Posted by Foon Rhee, deputy national political editor January 28, 2009 11:14 AM

The Senate Judiciary Committee just recommended the confirmation of Eric Holder as attorney general.

The 17-2 vote, sending his nomination to the full Senate, came despite misgivings about his role in controversial pardons while he worked in the Clinton administration's Justice Department and his reluctance to promise not to prosecute government officials for harsh interrogations.

Last week with among his first executive orders, President Obama ordered a stop to those interrogations, including waterboarding, that critics consider torture, and wiped out the legal guidance that allowed them during the Bush administration.

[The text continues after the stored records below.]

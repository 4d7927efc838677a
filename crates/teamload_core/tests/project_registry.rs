use serde_json::{json, Value};
use teamload_core::config::DEFAULT_PROJECTS_KEY;
use teamload_core::db::open_db;
use teamload_core::{
    AllocationSplit, KeyValueStorage, MemoryStorage, ProjectInput, ProjectPatch, ProjectRegistry,
    RegistryError, SqliteStorage, TeamMember, User,
};

fn input(name: &str, members: &[(&User, f64)]) -> ProjectInput {
    ProjectInput {
        name: name.to_string(),
        description: None,
        assignments: members
            .iter()
            .map(|(user, allocation)| {
                TeamMember::from_user(user, *allocation, AllocationSplit::default())
            })
            .collect(),
    }
}

fn persisted(storage: &MemoryStorage) -> Value {
    let raw = storage.get(DEFAULT_PROJECTS_KEY).unwrap().unwrap();
    serde_json::from_str(&raw).unwrap()
}

#[test]
fn empty_storage_loads_empty_collection() {
    let storage = MemoryStorage::new();
    let registry = ProjectRegistry::load(&storage, DEFAULT_PROJECTS_KEY);
    assert!(registry.projects().is_empty());
    assert!(!storage.contains_key(DEFAULT_PROJECTS_KEY));
}

#[test]
fn legacy_records_are_migrated_and_written_back() {
    let legacy = json!([{
        "id": "p1",
        "name": "X",
        "allocation": 40,
        "typeSplit": { "frontend": 70, "backend": 30 },
        "color": "#fff",
        "lastUpdated": 1
    }]);
    let storage = MemoryStorage::with_entries([(DEFAULT_PROJECTS_KEY, legacy.to_string())]);

    let registry = ProjectRegistry::load(&storage, DEFAULT_PROJECTS_KEY);
    let project = &registry.projects()[0];
    assert_eq!(project.id, "p1");
    assert_eq!(project.last_updated, 1);
    assert_eq!(project.assignments.len(), 1);
    let owner = &project.assignments[0];
    assert_eq!(owner.id, "me");
    assert_eq!(owner.name, "Me");
    assert!(owner.is_me);
    assert_eq!(owner.allocation, 40.0);
    assert_eq!(owner.color, "#fff");
    assert_eq!(
        owner.type_split,
        AllocationSplit {
            frontend: 70.0,
            backend: 30.0
        }
    );

    let stored = persisted(&storage);
    assert!(stored[0].get("allocation").is_none());
    assert_eq!(stored[0]["assignments"][0]["id"], "me");
}

#[test]
fn loading_migrated_state_again_changes_nothing() {
    let legacy = json!([{ "id": "p1", "name": "X", "allocation": 40, "lastUpdated": 1 }]);
    let storage = MemoryStorage::with_entries([(DEFAULT_PROJECTS_KEY, legacy.to_string())]);

    let first = ProjectRegistry::load(&storage, DEFAULT_PROJECTS_KEY).export_projects();
    let after_first = persisted(&storage);
    let second = ProjectRegistry::load(&storage, DEFAULT_PROJECTS_KEY).export_projects();

    assert_eq!(first, second);
    assert_eq!(second[0].assignments.len(), 1);
    assert_eq!(persisted(&storage), after_first);
}

#[test]
fn corrupt_storage_falls_back_to_empty() {
    let storage = MemoryStorage::with_entries([(DEFAULT_PROJECTS_KEY, "[{\"id\": 3}]")]);
    let registry = ProjectRegistry::load(&storage, DEFAULT_PROJECTS_KEY);
    assert!(registry.projects().is_empty());
}

#[test]
fn broken_current_record_is_neither_migrated_nor_written_back() {
    let stored = json!([{
        "id": "p1",
        "name": "X",
        "assignments": [
            { "id": "u1", "name": "Ana", "color": "#f00", "allocation": 60,
              "typeSplit": { "frontend": 50, "backend": 50 } },
            { "id": "u2", "name": "Bo", "color": "#0f0", "allocation": 30,
              "typeSplit": { "frontend": 20, "backend": 80 } }
        ]
    }])
    .to_string();
    let storage = MemoryStorage::with_entries([(DEFAULT_PROJECTS_KEY, stored.clone())]);

    let registry = ProjectRegistry::load(&storage, DEFAULT_PROJECTS_KEY);
    assert!(registry.projects().is_empty());
    assert_eq!(
        storage.get(DEFAULT_PROJECTS_KEY).unwrap().as_deref(),
        Some(stored.as_str())
    );
}

#[test]
fn add_appends_with_fresh_id_and_timestamp() {
    let storage = MemoryStorage::new();
    let mut registry = ProjectRegistry::load(&storage, DEFAULT_PROJECTS_KEY);
    let me = User::default_me();

    let first = registry.add_project(input("A", &[(&me, 40.0)]));
    let second = registry.add_project(input("B", &[(&me, 30.0)]));

    assert_ne!(first.id, second.id);
    assert!(first.last_updated > 0);
    let names: Vec<_> = registry.projects().iter().map(|p| p.name.as_str()).collect();
    assert_eq!(names, vec!["A", "B"]);
    assert_eq!(persisted(&storage).as_array().unwrap().len(), 2);
}

#[test]
fn every_update_strictly_increases_last_updated() {
    let storage = MemoryStorage::new();
    let mut registry = ProjectRegistry::load(&storage, DEFAULT_PROJECTS_KEY);
    let project = registry.add_project(input("A", &[]));

    let mut previous = project.last_updated;
    for round in 0..5 {
        let patch = ProjectPatch {
            name: Some(format!("A{round}")),
            ..ProjectPatch::default()
        };
        assert!(registry.update_project(&project.id, &patch));
        let current = registry.get(&project.id).unwrap().last_updated;
        assert!(current > previous);
        previous = current;
    }
    assert_eq!(registry.get(&project.id).unwrap().name, "A4");
}

#[test]
fn update_and_remove_of_unknown_id_are_no_ops() {
    let storage = MemoryStorage::new();
    let mut registry = ProjectRegistry::load(&storage, DEFAULT_PROJECTS_KEY);
    registry.add_project(input("A", &[]));
    let before = registry.export_projects();

    assert!(!registry.update_project("missing", &ProjectPatch::default()));
    assert!(!registry.remove_project("missing"));
    assert_eq!(registry.export_projects(), before);
}

#[test]
fn remove_deletes_matching_project() {
    let storage = MemoryStorage::new();
    let mut registry = ProjectRegistry::load(&storage, DEFAULT_PROJECTS_KEY);
    let a = registry.add_project(input("A", &[]));
    let b = registry.add_project(input("B", &[]));

    assert!(registry.remove_project(&a.id));
    assert_eq!(registry.projects().len(), 1);
    assert_eq!(registry.projects()[0].id, b.id);
    assert_eq!(persisted(&storage).as_array().unwrap().len(), 1);
}

#[test]
fn reorder_replaces_sequence_and_rejects_foreign_ids() {
    let storage = MemoryStorage::new();
    let mut registry = ProjectRegistry::load(&storage, DEFAULT_PROJECTS_KEY);
    let a = registry.add_project(input("A", &[]));
    let b = registry.add_project(input("B", &[]));
    let c = registry.add_project(input("C", &[]));

    registry
        .reorder_projects(vec![c.clone(), a.clone(), b.clone()])
        .unwrap();
    let order: Vec<_> = registry.projects().iter().map(|p| p.id.clone()).collect();
    assert_eq!(order, vec![c.id.clone(), a.id.clone(), b.id.clone()]);
    assert_eq!(persisted(&storage)[0]["id"], c.id.as_str());

    let mut stranger = a.clone();
    stranger.id = "stranger".to_string();
    let err = registry
        .reorder_projects(vec![stranger, b.clone()])
        .unwrap_err();
    assert_eq!(
        err,
        RegistryError::ReorderMismatch {
            missing: {
                let mut ids = vec![a.id.clone(), c.id.clone()];
                ids.sort();
                ids
            },
            unexpected: vec!["stranger".to_string()],
        }
    );
    let unchanged: Vec<_> = registry.projects().iter().map(|p| p.id.clone()).collect();
    assert_eq!(unchanged, order);
}

#[test]
fn export_then_import_reproduces_collection() {
    let storage = MemoryStorage::new();
    let mut registry = ProjectRegistry::load(&storage, DEFAULT_PROJECTS_KEY);
    let me = User::default_me();
    registry.add_project(input("A", &[(&me, 40.0)]));
    registry.add_project(ProjectInput {
        description: Some("api".to_string()),
        ..input("B", &[(&me, 60.0)])
    });
    let exported = registry.export_projects();

    let other = MemoryStorage::new();
    let mut restored = ProjectRegistry::load(&other, DEFAULT_PROJECTS_KEY);
    restored.import_projects(exported.clone());
    assert_eq!(restored.projects(), exported.as_slice());

    let reloaded = ProjectRegistry::load(&other, DEFAULT_PROJECTS_KEY);
    assert_eq!(reloaded.projects(), exported.as_slice());
}

#[test]
fn import_accepts_over_allocated_projects() {
    let storage = MemoryStorage::new();
    let mut registry = ProjectRegistry::load(&storage, DEFAULT_PROJECTS_KEY);
    let me = User::default_me();
    let sam = User::new("Sam", "#10b981");
    let mut draft = ProjectRegistry::load(MemoryStorage::new(), DEFAULT_PROJECTS_KEY);
    let heavy = draft.add_project(input("Heavy", &[(&me, 80.0), (&sam, 70.0)]));

    registry.import_projects(vec![heavy]);
    assert_eq!(registry.projects()[0].total_allocation(), 150.0);
}

#[test]
fn reset_removes_persisted_state() {
    let storage = MemoryStorage::new();
    let mut registry = ProjectRegistry::load(&storage, DEFAULT_PROJECTS_KEY);
    registry.add_project(input("A", &[]));
    assert!(storage.contains_key(DEFAULT_PROJECTS_KEY));

    registry.reset_projects();
    assert!(registry.projects().is_empty());
    assert!(!storage.contains_key(DEFAULT_PROJECTS_KEY));

    let reloaded = ProjectRegistry::load(&storage, DEFAULT_PROJECTS_KEY);
    assert!(reloaded.projects().is_empty());
}

#[test]
fn sqlite_backed_registry_survives_reopen() {
    let dir = tempfile::tempdir().unwrap();
    let path = dir.path().join("teamload.db");
    let me = User::default_me();

    let created = {
        let conn = open_db(&path).unwrap();
        let mut registry = ProjectRegistry::load(SqliteStorage::new(&conn), DEFAULT_PROJECTS_KEY);
        registry.add_project(input("Persisted", &[(&me, 25.0)]))
    };

    let conn = open_db(&path).unwrap();
    let registry = ProjectRegistry::load(SqliteStorage::new(&conn), DEFAULT_PROJECTS_KEY);
    assert_eq!(registry.projects(), &[created]);
}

Senator John Cornyn of Texas was one of the two "no" votes.

“I’m very concerned about his complicity in the Mark Rich pardon, which FBI Director Louis Freeh called a corrupt act by then President Clinton, and then his complicity in the pardons of a group of Puerto Rican terrorists, the FALN," Cornyn said this morning on Fox News Radio.

"Then also I’m very concerned about his stated positions on how he will deal with those intelligence officials who followed the legal guidance of the office of legal counsel of the Department of Justice that said basically the interrogation techniques they were using were legal, and his statement now that some of that was torture, which leaves the unanswered question, will he prosecute them? I think it’s unfair to those intelligence officials, it will cause future intelligence officials to be risk averse which will make our country less safe.”

If the full Senate confirms Holder, he would become the nation's first African American top law enforcement official.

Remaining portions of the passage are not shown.